Küçük Esed başa ilk geldiğinde, Müslüman Kardeşler ve diğerlerinin gönlüne aldı, babasının suçlarından sorumlu tutulamayacağını söyledi. İki yıl kadar önce, rejimin Gazze’deki İsrail savaşında Filistinlilere verdiği desteğe dayanışma için İhvan muhalefet eylemlerini askıya aldı. Fakat Esed, mütemadiyen muhaliflerin uzanmış ellerini geriye çevirdi. Sadece reform özlemiyle ilgili yazılar yazdığı için 18 yaşında bayan blog yazarı Tal el-Malluhi’nin ajanlıkla 18 yıla mahkûm edilmesi ve diğer olaylar, Suriye halkını harekete geçirdi.

Sonra birkaç gündür, Suriye medyası, gösteriler arkasında muhalif gruplar özellikle Müslüman Kardeşler’in olduğunu öne sürüyor. Amaç, Suriye halkının barışçı gösterilerine karşı uyguladığı şiddeti meşrulaştırmak.
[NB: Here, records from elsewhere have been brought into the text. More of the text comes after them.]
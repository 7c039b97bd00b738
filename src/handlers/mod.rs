pub mod health;
pub mod ticket;
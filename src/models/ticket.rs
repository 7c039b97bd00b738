use chrono::{DateTime, Utc};
use serde::{Deserialize, Serialize};
use sqlx::FromRow;
use utoipa::ToSchema;
use uuid::Uuid;

/// Ticket lifecycle state.
///
/// Valid transitions: submitted -> processing -> processed, plus
/// processing -> submitted when a processing attempt fails. `processed`
/// is terminal.
#[derive(Debug, Clone, Copy, PartialEq, Eq, Serialize, Deserialize, sqlx::Type, ToSchema)]
#[serde(rename_all = "lowercase")]
#[sqlx(rename_all = "lowercase")]
pub enum TicketStatus {
    Submitted,
    Processing,
    Processed,
}

impl TicketStatus {
    pub const ALL: [TicketStatus; 3] = [Self::Submitted, Self::Processing, Self::Processed];

    pub fn as_str(&self) -> &'static str {
        match self {
            Self::Submitted => "submitted",
            Self::Processing => "processing",
            Self::Processed => "processed",
        }
    }
}

/// Ticket priority assigned by classification.
#[derive(Debug, Clone, Copy, PartialEq, Eq, Serialize, Deserialize, sqlx::Type, ToSchema)]
pub enum TicketPriority {
    Low,
    High,
}

impl TicketPriority {
    pub const ALL: [TicketPriority; 2] = [Self::Low, Self::High];

    pub fn as_str(&self) -> &'static str {
        match self {
            Self::Low => "Low",
            Self::High => "High",
        }
    }
}

/// Ticket category assigned by classification.
#[derive(Debug, Clone, Copy, PartialEq, Eq, Serialize, Deserialize, sqlx::Type, ToSchema)]
pub enum TicketCategory {
    #[serde(rename = "Account Access")]
    #[sqlx(rename = "Account Access")]
    AccountAccess,
    #[serde(rename = "Feature Request")]
    #[sqlx(rename = "Feature Request")]
    FeatureRequest,
    Unknown,
}

impl TicketCategory {
    pub const ALL: [TicketCategory; 3] = [Self::AccountAccess, Self::FeatureRequest, Self::Unknown];

    pub fn as_str(&self) -> &'static str {
        match self {
            Self::AccountAccess => "Account Access",
            Self::FeatureRequest => "Feature Request",
            Self::Unknown => "Unknown",
        }
    }
}

/// Join enum wire values into a separator-delimited list, used to splice the
/// fixed vocabularies into classification prompts.
pub fn vocabulary_csv(values: &[&str], sep: &str) -> String {
    values.join(sep)
}

/// One customer support request and its processing state.
///
/// `category`/`priority` and their confidence fields are written together by
/// the background processor or not at all; `processed_at` is set exactly when
/// the status becomes `processed`.
#[derive(Debug, Clone, PartialEq, FromRow, Serialize, Deserialize, ToSchema)]
pub struct Ticket {
    pub id: Uuid,
    pub subject: String,
    pub body: String,
    pub customer_email: String,
    pub status: TicketStatus,
    pub category: Option<TicketCategory>,
    pub priority: Option<TicketPriority>,
    pub category_confidence: Option<f64>,
    pub priority_confidence: Option<f64>,
    pub initial_response: Option<String>,
    pub created_at: DateTime<Utc>,
    pub processed_at: Option<DateTime<Utc>>,
}

impl Ticket {
    /// Build a fresh ticket from intake fields. Classification fields start
    /// empty and are only ever written by the background processor.
    pub fn new(subject: String, body: String, customer_email: String) -> Self {
        Self {
            id: Uuid::new_v4(),
            subject,
            body,
            customer_email,
            status: TicketStatus::Submitted,
            category: None,
            priority: None,
            category_confidence: None,
            priority_confidence: None,
            initial_response: None,
            created_at: Utc::now(),
            processed_at: None,
        }
    }
}
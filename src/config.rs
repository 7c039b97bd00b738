use serde::Deserialize;
use std::fs;
use std::path::Path;

#[derive(Debug, Clone, Deserialize, Default)]
#[serde(default)]
pub struct Config {
    pub server: ServerConfig,
    pub database: DatabaseConfig,
    pub queue: QueueConfig,
    pub anthropic: AnthropicConfig,
    pub openai: OpenAiConfig,
    pub logging: LoggingConfig,
}

#[derive(Debug, Clone, Deserialize)]
#[serde(default)]
pub struct ServerConfig {
    pub host: String,
    pub port: u16,
}

#[derive(Debug, Clone, Deserialize)]
#[serde(default)]
pub struct DatabaseConfig {
    pub url: String,
}

#[derive(Debug, Clone, Deserialize)]
#[serde(default)]
pub struct QueueConfig {
    /// Redis broker URL. Job scheduling and retry semantics are the broker's
    /// concern; this service only pushes and pops.
    pub url: String,
    pub key: String,
}

/// Anthropic provider settings for the classification client.
#[derive(Debug, Clone, Deserialize)]
#[serde(default)]
pub struct AnthropicConfig {
    pub api_key: String,
    /// Optional proxy base URL in front of the provider API.
    pub base_url: String,
    pub model: String,
    pub timeout_seconds: u64,
}

/// OpenAI provider settings for the response-drafting client.
#[derive(Debug, Clone, Deserialize)]
#[serde(default)]
pub struct OpenAiConfig {
    pub api_key: String,
    pub base_url: String,
    pub model: String,
    pub timeout_seconds: u64,
}

#[derive(Debug, Clone, Deserialize)]
#[serde(default)]
pub struct LoggingConfig {
    pub level: String,
    pub file: Option<String>,
}

impl Config {
    /// Load configuration with environment variable override support.
    ///
    /// Loading order:
    /// 1. Load from config.toml file
    /// 2. Override with environment variables (prefixed with APP_)
    /// 3. Validate the final configuration
    pub fn load() -> Result<Self, anyhow::Error> {
        let mut config = if let Some(config_path) = Self::find_config_file() {
            Self::from_toml(&config_path)?
        } else {
            tracing::warn!("Configuration file not found, using defaults");
            Config::default()
        };

        config.apply_env_overrides();
        config.validate()?;

        Ok(config)
    }

    /// Apply environment variable overrides.
    ///
    /// Supported environment variables:
    /// - APP_SERVER_HOST / APP_SERVER_PORT
    /// - APP_DATABASE_URL: SQLite database URL
    /// - APP_QUEUE_URL: Redis broker URL
    /// - APP_ANTHROPIC_API_KEY / APP_ANTHROPIC_BASE_URL / APP_ANTHROPIC_MODEL
    /// - APP_OPENAI_API_KEY / APP_OPENAI_BASE_URL / APP_OPENAI_MODEL
    /// - APP_LOG_LEVEL
    fn apply_env_overrides(&mut self) {
        if let Ok(host) = std::env::var("APP_SERVER_HOST") {
            self.server.host = host;
            tracing::info!("Override server.host from env: {}", self.server.host);
        }

        if let Ok(port) = std::env::var("APP_SERVER_PORT") {
            if let Ok(port) = port.parse() {
                self.server.port = port;
                tracing::info!("Override server.port from env: {}", self.server.port);
            }
        }

        if let Ok(db_url) = std::env::var("APP_DATABASE_URL") {
            self.database.url = db_url;
            tracing::info!("Override database.url from env");
        }

        if let Ok(queue_url) = std::env::var("APP_QUEUE_URL") {
            self.queue.url = queue_url;
            tracing::info!("Override queue.url from env");
        }

        if let Ok(key) = std::env::var("APP_ANTHROPIC_API_KEY") {
            self.anthropic.api_key = key;
            tracing::info!("Override anthropic.api_key from env");
        }

        if let Ok(url) = std::env::var("APP_ANTHROPIC_BASE_URL") {
            self.anthropic.base_url = url;
            tracing::info!("Override anthropic.base_url from env: {}", self.anthropic.base_url);
        }

        if let Ok(model) = std::env::var("APP_ANTHROPIC_MODEL") {
            self.anthropic.model = model;
            tracing::info!("Override anthropic.model from env: {}", self.anthropic.model);
        }

        if let Ok(key) = std::env::var("APP_OPENAI_API_KEY") {
            self.openai.api_key = key;
            tracing::info!("Override openai.api_key from env");
        }

        if let Ok(url) = std::env::var("APP_OPENAI_BASE_URL") {
            self.openai.base_url = url;
            tracing::info!("Override openai.base_url from env: {}", self.openai.base_url);
        }

        if let Ok(model) = std::env::var("APP_OPENAI_MODEL") {
            self.openai.model = model;
            tracing::info!("Override openai.model from env: {}", self.openai.model);
        }

        if let Ok(level) = std::env::var("APP_LOG_LEVEL") {
            self.logging.level = level;
            tracing::info!("Override logging.level from env: {}", self.logging.level);
        }
    }

    /// Validate configuration.
    fn validate(&self) -> Result<(), anyhow::Error> {
        if self.server.port == 0 {
            anyhow::bail!("Server port cannot be 0");
        }

        if self.database.url.is_empty() {
            anyhow::bail!("Database URL cannot be empty");
        }

        if self.queue.url.is_empty() {
            anyhow::bail!("Queue broker URL cannot be empty");
        }

        if self.anthropic.timeout_seconds == 0 || self.openai.timeout_seconds == 0 {
            anyhow::bail!("LLM provider timeout_seconds must be > 0");
        }

        // API keys are only required by the worker; the serve process never
        // calls the providers. Warn instead of failing so the API can start.
        if self.anthropic.api_key.is_empty() {
            tracing::warn!("anthropic.api_key is empty; the worker cannot classify tickets");
        }
        if self.openai.api_key.is_empty() {
            tracing::warn!("openai.api_key is empty; the worker cannot draft responses");
        }

        Ok(())
    }

    fn find_config_file() -> Option<String> {
        let possible_paths =
            ["conf/config.toml", "config.toml", "./conf/config.toml", "./config.toml"];

        for path in &possible_paths {
            if Path::new(path).exists() {
                return Some(path.to_string());
            }
        }
        None
    }

    fn from_toml(path: &str) -> Result<Self, anyhow::Error> {
        let content = fs::read_to_string(path)?;
        let config: Config = toml::from_str(&content)?;
        Ok(config)
    }
}

impl Default for ServerConfig {
    fn default() -> Self {
        Self { host: "0.0.0.0".to_string(), port: 8000 }
    }
}

impl Default for DatabaseConfig {
    fn default() -> Self {
        Self { url: "sqlite://tickets.db".to_string() }
    }
}

impl Default for QueueConfig {
    fn default() -> Self {
        Self { url: "redis://localhost:6379".to_string(), key: "ticket_jobs".to_string() }
    }
}

impl Default for AnthropicConfig {
    fn default() -> Self {
        Self {
            api_key: String::new(),
            base_url: "https://api.anthropic.com".to_string(),
            model: "claude-3-5-sonnet-latest".to_string(),
            timeout_seconds: 60,
        }
    }
}

impl Default for OpenAiConfig {
    fn default() -> Self {
        Self {
            api_key: String::new(),
            base_url: "https://api.openai.com".to_string(),
            model: "gpt-4o-mini".to_string(),
            timeout_seconds: 60,
        }
    }
}

impl Default for LoggingConfig {
    fn default() -> Self {
        Self { level: "info,ticket_intake=debug".to_string(), file: None }
    }
}
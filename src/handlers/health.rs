use axum::Json;

use crate::models::PingResponse;

/// Liveness probe outside the versioned prefix.
#[utoipa::path(
    get,
    path = "/ping",
    responses(
        (status = 200, description = "Service is up", body = PingResponse)
    ),
    tag = "Health"
)]
pub async fn root_ping() -> Json<PingResponse> {
    Json(PingResponse { status: "ok", message: "I'm up!" })
}

/// Versioned ping.
#[utoipa::path(
    get,
    path = "/v1/ping",
    responses(
        (status = 200, description = "API v1 is up", body = PingResponse)
    ),
    tag = "Health"
)]
pub async fn ping() -> Json<PingResponse> {
    Json(PingResponse { status: "ok", message: "pong" })
}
Gerçekten de hiçbir muhalif grup, gençlik devrimi üzerine hak iddia edemez. Bizler, siyasi spektrumun farklı renklerinden gelenler, gençliğe destek olmak için ulusal bir koalisyon çağrısı yaptık fakat hiçbir şekilde tarihi bu olayları sahiplenmeye kalkmadık.

Bizler barışçıl yollara bağlıyız ve hukukun üstünlüğüne dayalı ve şeffaf-özgür seçimle halkın isteğine uygun yeni bir anayasayla idare edilen sivil bir devlet inşa etme amacını taşıyan devrimi destekliyoruz. Kadın, erkek tüm Suriyelilerin, etnik ya da dini kimliğinden bağımsız aynı vatandaşlık haklarına sahip olma zamanı geldi.

Diktatöre inanılmamalı. Suriyeliler medeni ve ilerici bir halk. Bizler, barış ve aşk şiirleri yazan şairler neslinden geliyoruz. Bu gösteriler insanların ortak itibarını, vatandaşlığını ve özgürlüğünü istemesinden öte bir şey değil. Umalım ki bunca süre onları yalnız bırakan uluslararası toplumun yaklaşımı değişsin. Bugüne kadar rejimin güvenlik kuvvetlerinin gerçek mermileriyle yüzlerce kişi düştü, hiç şüphesiz halkın istekleri karşılanana kadar daha da fazlası düşecek.

*Suriye’deki İhvan liderlerinden ve avukat.

Bu makale Oğuz Eser tarafından Timeturk.Com için tercüme edilmiştir.